Re: [PATCH v4 1/5] sched/topology: Add check to backup comment about hotplug lock
From: Juri Lelli
Date: Thu Jun 14 2018 - 10:30:47 EST
On 14/06/18 15:18, Quentin Perret wrote:
> On Thursday 14 Jun 2018 at 16:11:18 (+0200), Juri Lelli wrote:
> > On 14/06/18 14:58, Quentin Perret wrote:
> >
> > [...]
> >
> > > Hmm not sure if this can help but I think that rebuild_sched_domains()
> > > does _not_ take the hotplug lock before calling partition_sched_domains()

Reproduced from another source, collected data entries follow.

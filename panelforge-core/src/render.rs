//! The template capability: a handful of built-in panels render through a
//! host-supplied engine rather than hand-built HTML, so a deployment can
//! swap Handlebars for Tera or anything else without touching the
//! generated-table logic.
//!
use crate::Error;
use serde::Serialize;
use std::sync::Arc;

/// A named template plus the data to fill it with. The core ships no
/// templates of its own -- `name` is whatever the host application's engine
/// was loaded with.
///
pub trait TemplEng: Send + Sync {
    /// Render the template named `name` with `data`, already converted to
    /// `serde_json::Value` by the caller (see [`TemplEngIf::render()`
    /// ](struct.TemplEngIf.html#method.render)) so the trait stays
    /// object-safe.
    ///
    fn render(&self, name: &str, data: &serde_json::Value) -> Result<String, Error>;
}

/// A cloneable handle to a [`TemplEng`](trait.TemplEng.html) implementation.
///
#[derive(Clone)]
pub struct TemplEngIf(Arc<dyn TemplEng>);

impl TemplEngIf {
    pub fn new(engine: Arc<dyn TemplEng>) -> Self {
        Self(engine)
    }

    pub fn render<T: Serialize>(&self, name: &str, data: &T) -> Result<String, Error> {
        let value = serde_json::to_value(data)
            .map_err(|e| Error::parameter_invalid(e.to_string()))?;
        self.0.render(name, &value)
    }
}

/// A minimal string-substitution fallback, for panels the core must be able
/// to render with no template engine configured at all (e.g. a bare error
/// page at boot before `Engine::use_host()` has wired one in). Not meant to
/// compete with a real templating engine: each `{{name}}` placeholder is
/// replaced verbatim, with no escaping, loops, or conditionals.
///
pub fn render_minimal(template: &str, values: &[(&str, &str)]) -> String {
    let mut out = template.to_string();
    for (name, value) in values {
        out = out.replace(&format!("{{{{{}}}}}", name), value);
    }
    out
}

#[cfg(test)]
mod tests {
    use super::*;

    #[test]
    fn render_minimal_substitutes_named_placeholders() {
        let out = render_minimal(
            "<h1>{{title}}</h1><p>{{body}}</p>",
            &[("title", "Oops"), ("body", "not found")],
        );
        assert_eq!(out, "<h1>Oops</h1><p>not found</p>");
    }

    #[test]
    fn render_minimal_leaves_unknown_placeholders_untouched() {
        let out = render_minimal("{{known}} {{unknown}}", &[("known", "x")]);
        assert_eq!(out, "x {{unknown}}");
    }
}
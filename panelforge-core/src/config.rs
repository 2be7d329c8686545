//! The process-wide configuration object `Engine::add_config()` /
//! `Engine::add_config_from_json()` install. A plain struct deserialised with
//! `serde`; no bespoke proc-macro, matching the rest of the crate's
//! avoidance of data-shape derive macros it does not already pull in for
//! other reasons.
//!
use serde::Deserialize;
use std::collections::HashMap;

/// One entry in [`Config::databases`](struct.Config.html#structfield.databases).
/// Not every field is meaningful to every driver -- a sqlite connection
/// reads `file` and ignores `host`/`port`/`user`/`password`; a postgres one
/// reads the reverse, or `dsn` in place of the discrete fields.
///
#[derive(Clone, Debug, Default, Deserialize)]
pub struct DatabaseConfig {
    pub driver: String,
    #[serde(default)]
    pub host: Option<String>,
    #[serde(default)]
    pub port: Option<u16>,
    #[serde(default)]
    pub user: Option<String>,
    #[serde(default)]
    pub password: Option<String>,
    #[serde(default)]
    pub dbname: Option<String>,
    #[serde(default)]
    pub file: Option<String>,
    #[serde(default)]
    pub dsn: Option<String>,
    #[serde(default = "default_max_idle_conns")]
    pub max_idle_conns: u32,
    #[serde(default = "default_max_open_conns")]
    pub max_open_conns: u32,
    #[serde(default)]
    pub conn_max_lifetime_secs: Option<u64>,
    #[serde(default)]
    pub conn_max_idle_time_secs: Option<u64>,
}

fn default_max_idle_conns() -> u32 {
    2
}

fn default_max_open_conns() -> u32 {
    10
}

/// Where uploaded files are written and the URL prefix they are served
/// back under.
///
#[derive(Clone, Debug, Default, Deserialize)]
pub struct StoreConfig {
    pub path: String,
    pub prefix: String,
}

fn default_multipart_limit_bytes() -> usize {
    32 * 1024 * 1024
}

fn default_language() -> String {
    "en".to_string()
}

fn default_theme() -> String {
    "default".to_string()
}

fn default_cookie_key() -> String {
    "panelforge_session".to_string()
}

fn default_session_table_name() -> String {
    "panelforge_sessions".to_string()
}

/// The process-wide configuration object. Treated as immutable once handed
/// to [`Engine::add_config()`](../engine/struct.Engine.html#method.add_config);
/// nothing in this crate mutates a `Config` after boot.
///
#[derive(Clone, Debug, Deserialize)]
pub struct Config {
    #[serde(default)]
    pub databases: HashMap<String, DatabaseConfig>,

    #[serde(default = "default_url_prefix")]
    pub url_prefix: String,

    #[serde(default = "default_index_url")]
    pub index_url: String,

    #[serde(default = "default_login_url")]
    pub login_url: String,

    #[serde(default)]
    pub store: StoreConfig,

    #[serde(default = "default_language")]
    pub language: String,

    #[serde(default = "default_theme")]
    pub theme: String,

    #[serde(default)]
    pub debug: bool,

    #[serde(default = "default_env")]
    pub env: String,

    #[serde(default)]
    pub sql_log: bool,

    #[serde(default)]
    pub access_log_off: bool,

    #[serde(default = "default_cookie_key")]
    pub cookie_key: String,

    #[serde(default = "default_session_table_name", rename = "session-table-name")]
    pub session_table_name: String,

    #[serde(default)]
    pub domain: String,

    #[serde(default = "default_multipart_limit_bytes")]
    pub multipart_limit_bytes: usize,
}

fn default_url_prefix() -> String {
    "/admin".to_string()
}

fn default_index_url() -> String {
    "/".to_string()
}

fn default_login_url() -> String {
    "/admin/login".to_string()
}

fn default_env() -> String {
    "prod".to_string()
}

impl Default for Config {
    fn default() -> Self {
        Self {
            databases: HashMap::new(),
            url_prefix: default_url_prefix(),
            index_url: default_index_url(),
            login_url: default_login_url(),
            store: StoreConfig::default(),
            language: default_language(),
            theme: default_theme(),
            debug: false,
            env: default_env(),
            sql_log: false,
            access_log_off: false,
            cookie_key: default_cookie_key(),
            session_table_name: default_session_table_name(),
            domain: String::new(),
            multipart_limit_bytes: default_multipart_limit_bytes(),
        }
    }
}

impl Config {
    /// Deserialize a `Config` from JSON, as `Engine::add_config_from_json()`
    /// does.
    ///
    pub fn from_json(json: &str) -> Result<Self, crate::Error> {
        serde_json::from_str(json).map_err(|e| crate::Error::parameter_invalid(e.to_string()))
    }
}

#[cfg(test)]
mod tests {
    use super::*;

    #[test]
    fn defaults_are_sane() {
        let config = Config::default();
        assert_eq!(config.url_prefix, "/admin");
        assert_eq!(config.multipart_limit_bytes, 32 * 1024 * 1024);
        assert!(!config.debug);
    }

    #[test]
    fn from_json_accepts_rust_field_names() {
        let config = Config::from_json(r#"{"url_prefix": "/panel", "debug": true}"#).unwrap();
        assert_eq!(config.url_prefix, "/panel");
        assert!(config.debug);
    }
}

> > > when CONFIG_CPUSETS=n. But it does take it for CONFIG_CPUSETS=y.
> >
> > Did you mean cpuset_mutex?
>
> Nope, I really meant the cpu_hotplug_lock !
>
> With CONFIG_CPUSETS=n, rebuild_sched_domains() calls
> partition_sched_domains() directly:
>
> https://elixir.bootlin.com/linux/latest/source/include/linux/cpuset.h#L255
>
> But with CONFIG_CPUSETS=y, rebuild_sched_domains() calls,
> rebuild_sched_domains_locked(), which calls get_online_cpus() which
> calls cpus_read_lock(), which does percpu_down_read(&cpu_hotplug_lock).
> And all that happens before calling partition_sched_domains().
Ah, right!
> So yeah, the point I was trying to make is that there is an inconsistency
> here, maybe for a good reason ? Maybe related to the issue you're seeing ?
The config that came with the 0day splat was indeed CONFIG_CPUSETS=n.
So, in this case IIUC we hit the !doms_new branch of partition_sched_
domains, which uses cpu_active_mask (and cpu_possible_mask indirectly).
Should this be still protected by the hotplug lock then?